Meet Polyplus at booth #1230 during the ASGCT in Baltimore, US from 7th - 11th May 2024. Don't miss the opportunity to hear our talk by our expert Géradine Guerin Peyrou on what tools are available to improve AAV productivity and quality in 2024 and check out our series of Poster Presentation on how Lipid nanoparticles (LNP) have demonstrated high efficiency delivering RNA therapeutics in vivo and How to Enhance AAV productivity through our Helper plasmids and to optimize Lentiviral vector production with the use of CAR-T cell.

Our team


  Géradine Guerin Peyrou – Marketing & Communication Director

Talk : In 2024, what tools are available to improve AAV productivity and quality | Thursday 9th May 8:00 – 8:30 AM

Talk Summary : Enhancing AAV productivity and quality is key to enable more Gene Therapy products to reach commercialization. There are several approaches to improve productivity, of which a cost-effective approach whereby early on during process development, multiple parameters can be optimized thanks to DOE at both Upstream and Downstream levels. For Upstream processes, being able to optimize the triple AAV plasmid transfection step is key in reaching higher yields, especially at larger scale.

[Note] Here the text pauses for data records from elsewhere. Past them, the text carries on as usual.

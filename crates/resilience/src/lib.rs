//! Storage fallback control and rolling-window rate limiting.

pub mod fallback;
pub mod limiter;

pub use fallback::{Backend, FallbackConfig, FallbackController};
pub use limiter::{AdmitDecision, AdmitToken, RateLimiter};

Improving the quality of the produced AAV is critical to ensure patient safety, and can be achieved though process optimization.


Posters :

An innovative cationic lipid library for efficient and tunable mRNA-LNPs 

Lipid nanoparticles (LNP) have demonstrated high efficiency delivering RNA therapeutics in vivo. However, the properties of such nanoparticles obtained with conventional ionizable lipids are often hard to modulate, and especially their biodistribution profile. Such ionizable lipid-based nanoparticles often predominantly end up targeting the liver. One of the current challenges in the field consists of adjusting the particle chemical composition to the targeted application. Here, we have characterized a library of 10 innovative imidazolium-based cationic lipids as key component of cationic LNPs (cLNP). We disclose their chemical structures and demonstrate their efficacy generating LNPs through characterization of their hydrodynamic diameters, Zeta potentials and encapsulation efficiencies. The resulting particles display high transfection efficiencies and have little to no impact on cell viability in vitro, on HEK-293 and CaCo-2 cell lines. In vivo, the biodistribution of the cLNP highly depends on the cationic lipid chemical structures, targeting mainly lungs and spleen. Among this library, we have identified one cationic lipid as a potent additive in Moderna‘s Spikevax formulation.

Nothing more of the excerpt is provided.